The rise of the Parkland students, and their #NeverAgain movement following the slaughter of 17 of their classmates and teachers by a 19-year-old former student at Marjory Stoneman Douglas High School in Broward County Florida, presents the most existential threat to the gun lobby in my lifetime. These kids, aged 15 to 18, have spoken more clearly, more forcefully, and more effectively than any activists or politicians, who for decades have pleaded for laws prohibiting the amassing of personal military-style arsenals by American gun fetishists.
What these young people have is special. They are too hurt and shocked and angry to be told to calm down. They are too social-media savvy to be fazed by bots and trolls and insane conspiracy theories. They were born in the post-9/11 age and are too fearless to be made to back down by bullies like the NRAs resident Cruella de Ville Dana Loesch and her fellow travelers on the right. And they can easily spot the BS of a president, who has to hold a palm card to remind him to care when he speaks to them about their terrifying experiences.
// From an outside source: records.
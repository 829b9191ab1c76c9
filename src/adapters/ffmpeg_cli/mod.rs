// FFmpeg CLI engine adapter - subprocess-backed engine capability
//
// Implements the opaque engine port over a local ffmpeg binary. A scratch
// directory plays the role of the engine's virtual filesystem namespace:
// virtual file names resolve inside it and never escape it.

use std::path::PathBuf;
use std::process::Stdio;

use async_trait::async_trait;
use tempfile::TempDir;
use tokio::io::{AsyncBufReadExt, BufReader};
use tokio::process::Command;
use tokio::sync::watch;
use tracing::{debug, warn};

use crate::error::{SqueezeError, SqueezeResult};
use crate::ports::EnginePort;

/// Engine adapter driving a local ffmpeg binary
pub struct FfmpegCliEngine {
    ffmpeg_binary: String,
    ffprobe_binary: String,
    scratch: TempDir,
    progress_tx: watch::Sender<f64>,
    progress_rx: watch::Receiver<f64>,
}

impl FfmpegCliEngine {
    /// Create an adapter with a fresh scratch directory, resolving the
    /// binaries from PATH
    pub fn new() -> SqueezeResult<Self> {
        Self::with_binaries("ffmpeg", "ffprobe")
    }

    /// Create an adapter around explicit binary names/paths
    pub fn with_binaries(ffmpeg: &str, ffprobe: &str) -> SqueezeResult<Self> {
        let scratch = TempDir::new()?;
        let (progress_tx, progress_rx) = watch::channel(0.0);
        Ok(Self {
            ffmpeg_binary: ffmpeg.to_string(),
            ffprobe_binary: ffprobe.to_string(),
            scratch,
            progress_tx,
            progress_rx,
        })
    }

    /// Resolve a virtual file name inside the scratch namespace. Names with
    /// path separators are rejected so sessions cannot reach outside it.
    fn resolve(&self, name: &str) -> SqueezeResult<PathBuf> {
        if name.contains('/') || name.contains('\\') || name == ".." {
            return Err(SqueezeError::encode(format!(
                "virtual file names cannot contain path separators: {}",
                name
            )));
        }
        Ok(self.scratch.path().join(name))
    }

    /// Probe the staged input's duration in seconds, if ffprobe can read it
    async fn probe_duration(&self, input_name: &str) -> Option<f64> {
        let path = self.resolve(input_name).ok()?;
        let output = Command::new(&self.ffprobe_binary)
            .args([
                "-v",
                "error",
                "-show_entries",
                "format=duration",
                "-of",
                "default=noprint_wrappers=1:nokey=1",
            ])
            .arg(&path)
            .output()
            .await
            .ok()?;
        if !output.status.success() {
            return None;
        }
        String::from_utf8_lossy(&output.stdout)
            .trim()
            .parse::<f64>()
            .ok()
            .filter(|d| *d > 0.0)
    }

    fn input_name(args: &[String]) -> Option<&str> {
        args.windows(2)
            .find(|w| w[0] == "-i")
            .map(|w| w[1].as_str())
    }
}

#[async_trait]
impl EnginePort for FfmpegCliEngine {
    async fn load(&self) -> SqueezeResult<()> {
        let output = Command::new(&self.ffmpeg_binary)
            .arg("-version")
            .stdout(Stdio::piped())
            .stderr(Stdio::piped())
            .output()
            .await
            .map_err(|e| {
                SqueezeError::engine_load(format!(
                    "'{}' is not runnable: {}",
                    self.ffmpeg_binary, e
                ))
            })?;
        if !output.status.success() {
            return Err(SqueezeError::engine_load(format!(
                "'{} -version' exited with {}",
                self.ffmpeg_binary, output.status
            )));
        }
        debug!(binary = %self.ffmpeg_binary, "Engine binary verified");
        Ok(())
    }

    async fn write_file(&self, name: &str, bytes: &[u8]) -> SqueezeResult<()> {
        let path = self.resolve(name)?;
        tokio::fs::write(&path, bytes).await?;
        Ok(())
    }

    async fn read_file(&self, name: &str) -> SqueezeResult<Vec<u8>> {
        let path = self.resolve(name)?;
        let bytes = tokio::fs::read(&path).await?;
        Ok(bytes)
    }

    async fn unlink(&self, name: &str) -> SqueezeResult<()> {
        let path = self.resolve(name)?;
        tokio::fs::remove_file(&path).await?;
        Ok(())
    }

    async fn run(&self, args: &[String]) -> SqueezeResult<()> {
        // Duration is needed to turn out_time into a completion ratio; if
        // the probe fails, progress stays silent until completion.
        let duration = match Self::input_name(args) {
            Some(input) => self.probe_duration(input).await,
            None => None,
        };

        let mut child = Command::new(&self.ffmpeg_binary)
            .current_dir(self.scratch.path())
            .args(["-hide_banner", "-y", "-progress", "pipe:1", "-nostats"])
            .args(args)
            .stdout(Stdio::piped())
            .stderr(Stdio::piped())
            .spawn()
            .map_err(|e| SqueezeError::encode(format!("failed to spawn engine: {}", e)))?;

        let stdout = child.stdout.take();
        let stderr = child.stderr.take();

        // Structured key=value progress lines arrive on stdout
        let progress_task = {
            let tx = self.progress_tx.clone();
            tokio::spawn(async move {
                let Some(stdout) = stdout else { return };
                let mut lines = BufReader::new(stdout).lines();
                while let Ok(Some(line)) = lines.next_line().await {
                    if let Some(value) = line.strip_prefix("out_time_us=") {
                        if let (Some(total), Ok(us)) = (duration, value.trim().parse::<f64>()) {
                            let ratio = (us / 1_000_000.0 / total).clamp(0.0, 1.0);
                            let _ = tx.send(ratio);
                        }
                    } else if line.trim() == "progress=end" {
                        let _ = tx.send(1.0);
                    }
                }
            })
        };

        let stderr_task = tokio::spawn(async move {
            let mut collected = Vec::new();
            let Some(stderr) = stderr else {
                return collected;
            };
            let mut lines = BufReader::new(stderr).lines();
            while let Ok(Some(line)) = lines.next_line().await {
                collected.push(line);
            }
            collected
        });

        let status = child
            .wait()
            .await
            .map_err(|e| SqueezeError::encode(format!("engine run did not finish: {}", e)))?;

        let _ = progress_task.await;
        let stderr_lines = stderr_task.await.unwrap_or_default();

        if !status.success() {
            // The useful diagnostics sit at the tail of ffmpeg's stderr
            let tail = stderr_lines
                .iter()
                .rev()
                .take(5)
                .rev()
                .cloned()
                .collect::<Vec<_>>()
                .join("; ");
            warn!(status = %status, "Engine run failed");
            return Err(SqueezeError::encode(format!(
                "engine exited with {}: {}",
                status, tail
            )));
        }
        Ok(())
    }

    fn progress(&self) -> watch::Receiver<f64> {
        self.progress_rx.clone()
    }
}
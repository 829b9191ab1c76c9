//! vidsqueeze CLI
//!
//! Shrink video files through an embedded transcoding engine with
//! declarative compression strategies.
//!
//! # Usage
//!
//! ```bash
//! squeeze compress --input movie.mp4 --method crf --crf 28
//! squeeze compress --input movie.mp4 --method filesize --filesize-mb 25
//! squeeze compress --input movie.mp4 --resolution 854x480 --json
//! ```

use anyhow::Result;
use clap::Parser;
use tracing::info;

use vidsqueeze::cli::{execute_compress, Cli, Commands};

#[tokio::main]
async fn main() -> Result<()> {
    // Initialize logging
    tracing_subscriber::fmt()
        .with_env_filter(tracing_subscriber::EnvFilter::from_default_env())
        .init();

    let cli = Cli::parse();

    match cli.command {
        Commands::Compress(args) => {
            info!("Executing compress command");
            execute_compress(args).await?;
        }
    }

    Ok(())
}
And what they are demanding is so rational its impossible to argue against it: an end to the ability of a teenager who cant legally purchase Sudafed, rent a car or buy a beer to obtain a weapon of war, and to turn his anxiety, depression or suicidal thoughts into mass slaughter.
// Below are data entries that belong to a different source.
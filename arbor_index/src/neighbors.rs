// Copyright 2025 the Arbor Authors
// SPDX-License-Identifier: Apache-2.0 OR MIT

//! Nearest-neighbor candidates and the bounded best-to-worst list used by k-nearest searches.

use alloc::vec::Vec;

/// A backend slot paired with its distance to the query point.
#[derive(Copy, Clone, Debug, PartialEq)]
pub struct Candidate {
    /// Slot of the item in the index's item storage.
    pub slot: usize,
    /// Metric distance from the query point.
    pub distance: f64,
}

/// Fixed-capacity list of candidates ordered best to worst.
///
/// Offering a candidate inserts it before the first entry that is strictly
/// farther, shifting worse entries down and dropping whatever falls off the end.
/// Equal distances keep arrival order.
#[derive(Clone, Debug)]
pub struct Candidates {
    capacity: usize,
    entries: Vec<Candidate>,
}

impl Candidates {
    /// Create an empty list that keeps at most `capacity` candidates.
    pub fn new(capacity: usize) -> Self {
        Self {
            capacity,
            entries: Vec::with_capacity(capacity),
        }
    }

    /// Offer a candidate. Returns true if it was kept.
    pub fn offer(&mut self, candidate: Candidate) -> bool {
        let at = self
            .entries
            .iter()
            .position(|c| c.distance > candidate.distance)
            .unwrap_or(self.entries.len());
        if at >= self.capacity {
            return false;
        }
        if self.entries.len() == self.capacity {
            self.entries.pop();
        }
        self.entries.insert(at, candidate);
        true
    }

    /// Whether every slot is filled.
    pub fn is_full(&self) -> bool {
        self.entries.len() >= self.capacity
    }

    /// Distance of the worst kept candidate, or `None` while the list has free slots.
    ///
    /// A free slot means nothing can be pruned yet.
    pub fn bound(&self) -> Option<f64> {
        if self.is_full() {
            self.entries.last().map(|c| c.distance)
        } else {
            None
        }
    }

    /// Number of kept candidates.
    pub fn len(&self) -> usize {
        self.entries.len()
    }

    /// True if no candidate has been kept.
    pub fn is_empty(&self) -> bool {
        self.entries.is_empty()
    }

    /// Kept candidates, best first.
    pub fn into_vec(self) -> Vec<Candidate> {
        self.entries
    }
}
The statistics are damning. Since 1966, when a gunman turned the clock tower at the University of Texas into a snipers nest, killing 17 people before police killed him, 1,077 Americans have been murdered in mass shootings, including 162 children and teenagers. According to The Washington Post, which examined 150 mass killings in which one or more gunmen participated and four or more people died, 167 of the 292 guns used by 153 mass murderers were obtained legally, and only 49 illegally (the sources of the rest are unknown).
The problem is not illegal guns. Its the ones that are perfectly lawful to obtain. And by the way, mass shootings represent a fraction of the overall gun deaths that are unique to America, which lost more than 1.5 million lives to gun homicides and suicides between 1968 and 2015 more than have perished in all the wars America has been involved in combined.
And the gun lobby aims to keep the cash registers ringing. With gun sales on the decline, particularly without the black bogie man President Obama to send the war games in the woods militia ranks soaring, they are constantly looking for new ways to terrify existing gun owners into hoarding even more.
The problem is not illegal guns. Its the ones that are perfectly lawful to obtain.
With each new tragedy the gun lobby pushes for more concealed carry, more open carry, campus carry, guns in bars and churches, preventing bans on guns that are undetectable by metal detectors, legalizing silencers and armor piercing bullets whose purposes is solely human extermination, and arming teachers; all in the name of expanding firearm sales. And they stand firmly in the way of any law that would take weapons of mass death out of the hands of abusers, suspected terrorists, and even the insane.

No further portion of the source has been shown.